Once heard, never forgotten – that’s the Herbert von Karajan sound. You’ll only hear it on recordings now (the legendary German conductor of the great Berlin Philharmonic Orchestra died in 1989), but it’s so clear and immediate it’s as if the orchestra has somehow morphed from the CD to perform live in front of you.

And what fabulous playing… Using a massive string section as the orchestra’s emotional powerhouse, underpinned by searing brass and timpani, complemented by liquid-toned woodwind, all fine-tuned and blended to perfection, Karajan achieved results that were as beguiling as an exotic perfume.

Inspired by years of practising meditation and yoga, Karajan cultivated a sensuous web of sound that moved seamlessly from one moment to another, as though suspending time itself.

Karajan’s interpretations were like the man himself: confident, complex, lyrical, assertive, sensuous.

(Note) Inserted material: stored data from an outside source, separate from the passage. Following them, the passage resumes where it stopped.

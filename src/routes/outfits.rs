//! Outfit CRUD endpoints. An outfit groups wardrobe items via the
//! outfit_clothings association table.
//!
//! - POST   /api/v1/outfits
//! - GET    /api/v1/outfits/user/:user_id
//! - GET    /api/v1/outfits/:id
//! - DELETE /api/v1/outfits/:id

use axum::extract::{Path, State};
use axum::http::StatusCode;
use axum::Json;
use serde::{Deserialize, Serialize};
use utoipa::ToSchema;
use uuid::Uuid;

use crate::db::models;
use crate::db::queries::{self, InsertOutfitParams};
use crate::errors::{AppError, ErrorResponse};
use crate::state::AppState;

#[derive(Debug, Deserialize, ToSchema)]
pub struct CreateOutfitRequest {
    pub user_id: Uuid,
    pub occasion: Option<String>,
    pub for_weather: Option<String>,
    /// Wardrobe item ids making up the outfit
    pub item_ids: Vec<Uuid>,
}

#[derive(Debug, Serialize, ToSchema)]
pub struct OutfitResponse {
    pub outfit_id: Uuid,
    pub user_id: Uuid,
    pub occasion: Option<String>,
    pub for_weather: Option<String>,
    /// When the outfit was saved (ISO 8601)
    pub date_suggested: String,
    pub item_ids: Vec<Uuid>,
}

impl OutfitResponse {
    fn from_parts(outfit: models::Outfit, item_ids: Vec<Uuid>) -> Self {
        Self {
            outfit_id: outfit.outfit_id,
            user_id: outfit.user_id,
            occasion: outfit.occasion,
            for_weather: outfit.for_weather,
            date_suggested: outfit.date_suggested.to_rfc3339(),
            item_ids,
        }
    }
}

/// Save an outfit composed of existing wardrobe items.
#[utoipa::path(
    post,
    path = "/api/v1/outfits",
    tag = "Outfits",
    request_body = CreateOutfitRequest,
    responses(
        (status = 201, description = "Outfit created", body = OutfitResponse),
        (status = 400, description = "Invalid input", body = ErrorResponse),
        (status = 404, description = "User or item not found", body = ErrorResponse),
    )
)]
pub async fn create_outfit(
    State(state): State<AppState>,
    Json(request): Json<CreateOutfitRequest>,
) -> Result<(StatusCode, Json<OutfitResponse>), AppError> {
    queries::get_user(&state.pool, request.user_id)
        .await?
        .ok_or_else(|| AppError::NotFound(format!("User {} not found", request.user_id)))?;

    // Each member item must exist and belong to the outfit's owner.
    for item_id in &request.item_ids {
        let item = queries::get_wardrobe_item(&state.pool, *item_id)
            .await?
            .ok_or_else(|| AppError::NotFound(format!("Wardrobe item {} not found", item_id)))?;
        if item.user_id != request.user_id {
            return Err(AppError::Validation(format!(
                "Wardrobe item {} belongs to another user",
                item_id
            )));
        }
    }

    let outfit = queries::insert_outfit(
        &state.pool,
        InsertOutfitParams {
            user_id: request.user_id,
            occasion: request.occasion,
            for_weather: request.for_weather,
        },
        &request.item_ids,
    )
    .await?;

    let item_ids = queries::get_outfit_item_ids(&state.pool, outfit.outfit_id).await?;
    Ok((
        StatusCode::CREATED,
        Json(OutfitResponse::from_parts(outfit, item_ids)),
    ))
}

/// List a user's saved outfits.
#[utoipa::path(
    get,
    path = "/api/v1/outfits/user/{user_id}",
    tag = "Outfits",
    params(("user_id" = Uuid, Path, description = "Owner UUID")),
    responses(
        (status = 200, description = "The user's outfits", body = Vec<OutfitResponse>),
        (status = 404, description = "User not found", body = ErrorResponse),
    )
)]
pub async fn list_outfits(
    State(state): State<AppState>,
    Path(user_id): Path<Uuid>,
) -> Result<Json<Vec<OutfitResponse>>, AppError> {
    queries::get_user(&state.pool, user_id)
        .await?
        .ok_or_else(|| AppError::NotFound(format!("User {} not found", user_id)))?;

    let outfits = queries::list_outfits_for_user(&state.pool, user_id).await?;
    let mut responses = Vec::with_capacity(outfits.len());
    for outfit in outfits {
        let item_ids = queries::get_outfit_item_ids(&state.pool, outfit.outfit_id).await?;
        responses.push(OutfitResponse::from_parts(outfit, item_ids));
    }
    Ok(Json(responses))
}

/// Get a single outfit with its member item ids.
#[utoipa::path(
    get,
    path = "/api/v1/outfits/{outfit_id}",
    tag = "Outfits",
    params(("outfit_id" = Uuid, Path, description = "Outfit UUID")),
    responses(
        (status = 200, description = "The outfit", body = OutfitResponse),
        (status = 404, description = "Outfit not found", body = ErrorResponse),
    )
)]
pub async fn get_outfit(
    State(state): State<AppState>,
    Path(outfit_id): Path<Uuid>,
) -> Result<Json<OutfitResponse>, AppError> {
    let outfit = queries::get_outfit(&state.pool, outfit_id)
        .await?
        .ok_or_else(|| AppError::NotFound(format!("Outfit {} not found", outfit_id)))?;
    let item_ids = queries::get_outfit_item_ids(&state.pool, outfit_id).await?;
    Ok(Json(OutfitResponse::from_parts(outfit, item_ids)))
}

/// Delete an outfit (association rows cascade).
#[utoipa::path(
    delete,
    path = "/api/v1/outfits/{outfit_id}",
    tag = "Outfits",
    params(("outfit_id" = Uuid, Path, description = "Outfit UUID")),
    responses(
        (status = 204, description = "Outfit deleted"),
        (status = 404, description = "Outfit not found", body = ErrorResponse),
    )
)]
pub async fn delete_outfit(
    State(state): State<AppState>,
    Path(outfit_id): Path<Uuid>,
) -> Result<StatusCode, AppError> {
    if !queries::delete_outfit(&state.pool, outfit_id).await? {
        return Err(AppError::NotFound(format!("Outfit {} not found", outfit_id)));
    }
    Ok(StatusCode::NO_CONTENT)
}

All human emotion was there because Karajan knew no bounds, living his life to the full and revealing its many faces to us. Maestro, dictator (at least in some eyes), playboy, businessman and family man – there was no one quite like Karajan.

For much of the time he conducted with his steely blue eyes shut. The lower half of his body hardly moved, while his hands and arms hovered over the orchestra to hypnotic effect. In music of a more thrusting nature, he exuded a leonine intensity that swept players along in its wake. As with all truly great conductors, the slightest gesture from the podium was enough to make an orchestra alter its sound in an instant. So close was the connection between even tiny changes in tempo and his own heart-rate (which fluctuated accordingly) that he found it impossible to conduct at high altitude, as his accelerated breathing patterns conflicted with the music’s natural flow.

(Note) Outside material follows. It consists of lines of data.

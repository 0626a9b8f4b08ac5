//! Weather provider client (Visual Crossing timeline API).
//!
//! Fetches daily forecasts for a free-text location. Stateless: one network
//! call per invocation; the cache-or-fetch decision lives in
//! `services::weather`, not here.

use chrono::NaiveDate;
use serde::Deserialize;

use crate::errors::AppError;

/// Client for the weather provider's timeline endpoint.
#[derive(Debug, Clone)]
pub struct WeatherClient {
    client: reqwest::Client,
    base_url: String,
    api_key: String,
}

/// One daily record from the provider. All weather fields are optional
/// upstream; defaults are applied when deriving `ForecastDay` values.
#[derive(Debug, Clone, Deserialize)]
pub struct ProviderDay {
    /// ISO calendar date, e.g. "2026-08-24".
    pub datetime: String,
    pub tempmax: Option<f64>,
    pub tempmin: Option<f64>,
    pub feelslikemax: Option<f64>,
    pub feelslikemin: Option<f64>,
    pub windspeed: Option<f64>,
    pub humidity: Option<f64>,
    pub precip: Option<f64>,
    pub precipprob: Option<f64>,
    pub conditions: Option<String>,
    pub icon: Option<String>,
}

#[derive(Debug, Deserialize)]
struct ProviderResponse {
    days: Vec<ProviderDay>,
}

impl WeatherClient {
    pub fn new(base_url: &str, api_key: &str) -> Self {
        let client = reqwest::Client::builder()
            .build()
            .expect("Failed to build HTTP client");
        Self {
            client,
            base_url: base_url.trim_end_matches('/').to_string(),
            api_key: api_key.to_string(),
        }
    }

    /// Fetch daily forecast records for `location` over [start, end].
    ///
    /// A non-success status or a response with no daily records is a hard
    /// failure; sparse fields within a day are not.
    pub async fn fetch_daily(
        &self,
        location: &str,
        start: NaiveDate,
        end: NaiveDate,
    ) -> Result<Vec<ProviderDay>, AppError> {
        // Location is free text ("Austin,US", "New York") — percent-encode it
        // as a path segment rather than formatting it into the URL raw.
        let mut url = reqwest::Url::parse(&self.base_url)
            .map_err(|e| AppError::Internal(format!("Invalid weather API base URL: {}", e)))?;
        url.path_segments_mut()
            .map_err(|_| AppError::Internal("Weather API base URL cannot be a base".to_string()))?
            .push(location)
            .push(&start.to_string())
            .push(&end.to_string());

        let response = self
            .client
            .get(url)
            .query(&[
                ("unitGroup", "us"),
                ("include", "days"),
                ("contentType", "json"),
                ("key", self.api_key.as_str()),
            ])
            .send()
            .await
            .map_err(|e| AppError::Provider(format!("Weather request failed: {}", e)))?;

        if !response.status().is_success() {
            return Err(AppError::Provider(format!(
                "Weather provider returned HTTP {}",
                response.status()
            )));
        }

        let body: ProviderResponse = response
            .json()
            .await
            .map_err(|e| AppError::Provider(format!("Weather JSON parse error: {}", e)))?;

        if body.days.is_empty() {
            return Err(AppError::Provider(
                "Weather provider returned no daily records".to_string(),
            ));
        }

        Ok(body.days)
    }
}

#[cfg(test)]
mod tests {
    use super::*;
    use wiremock::matchers::{method, path, query_param};
    use wiremock::{Mock, MockServer, ResponseTemplate};

    fn date(s: &str) -> NaiveDate {
        s.parse().unwrap()
    }

    #[tokio::test]
    async fn test_fetch_daily_success() {
        let server = MockServer::start().await;
        Mock::given(method("GET"))
            .and(path("/Austin,US/2026-08-24/2026-08-28"))
            .and(query_param("key", "test-key"))
            .and(query_param("unitGroup", "us"))
            .respond_with(ResponseTemplate::new(200).set_body_json(serde_json::json!({
                "days": [
                    {
                        "datetime": "2026-08-24",
                        "tempmax": 98.2,
                        "tempmin": 75.1,
                        "feelslikemax": 104.0,
                        "feelslikemin": 75.1,
                        "windspeed": 9.4,
                        "humidity": 55.0,
                        "precip": 0.0,
                        "precipprob": 10.0,
                        "conditions": "Clear",
                        "icon": "clear-day"
                    },
                    {
                        "datetime": "2026-08-25",
                        "tempmax": 97.0,
                        "tempmin": 74.5
                    }
                ]
            })))
            .expect(1)
            .mount(&server)
            .await;

        let client = WeatherClient::new(&server.uri(), "test-key");
        let days = client
            .fetch_daily("Austin,US", date("2026-08-24"), date("2026-08-28"))
            .await
            .unwrap();

        assert_eq!(days.len(), 2);
        assert_eq!(days[0].datetime, "2026-08-24");
        assert_eq!(days[0].tempmax, Some(98.2));
        assert_eq!(days[0].conditions.as_deref(), Some("Clear"));
        // Sparse second day deserializes with fields absent, not an error.
        assert_eq!(days[1].windspeed, None);
        assert_eq!(days[1].conditions, None);
        assert_eq!(days[1].icon, None);
    }

    #[tokio::test]
    async fn test_fetch_daily_encodes_location() {
        let server = MockServer::start().await;
        Mock::given(method("GET"))
            .and(path("/New%20York/2026-08-24/2026-08-28"))
            .respond_with(ResponseTemplate::new(200).set_body_json(serde_json::json!({
                "days": [{ "datetime": "2026-08-24" }]
            })))
            .expect(1)
            .mount(&server)
            .await;

        let client = WeatherClient::new(&server.uri(), "test-key");
        let days = client
            .fetch_daily("New York", date("2026-08-24"), date("2026-08-28"))
            .await
            .unwrap();
        assert_eq!(days.len(), 1);
    }

    #[tokio::test]
    async fn test_fetch_daily_http_error_is_provider_error() {
        let server = MockServer::start().await;
        Mock::given(method("GET"))
            .respond_with(ResponseTemplate::new(500))
            .mount(&server)
            .await;

        let client = WeatherClient::new(&server.uri(), "test-key");
        let err = client
            .fetch_daily("Austin,US", date("2026-08-24"), date("2026-08-28"))
            .await
            .unwrap_err();
        assert!(matches!(err, AppError::Provider(_)), "got {:?}", err);
    }

    #[tokio::test]
    async fn test_fetch_daily_empty_days_is_provider_error() {
        let server = MockServer::start().await;
        Mock::given(method("GET"))
            .respond_with(
                ResponseTemplate::new(200).set_body_json(serde_json::json!({ "days": [] })),
            )
            .mount(&server)
            .await;

        let client = WeatherClient::new(&server.uri(), "test-key");
        let err = client
            .fetch_daily("Austin,US", date("2026-08-24"), date("2026-08-28"))
            .await
            .unwrap_err();
        assert!(matches!(err, AppError::Provider(_)), "got {:?}", err);
    }
}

Through a combination of visionary musical instinct, political savvy and meticulously cultivated self-image, he inspired a cult following, rivalled only by Leonard Bernstein in his lifetime. At the helm of the world’s two finest orchestras – the Berlin Philharmonic and Vienna Philharmonic – Karajan’s recordings sold in unprecedented quantities and his concerts played to sell-out audiences.

Although in later life there were critical rumblings behind the scenes about his lavish lifestyle, links with the Nazi party and autocratic demeanour, his film-star status and charisma made him the toast of musical Europe.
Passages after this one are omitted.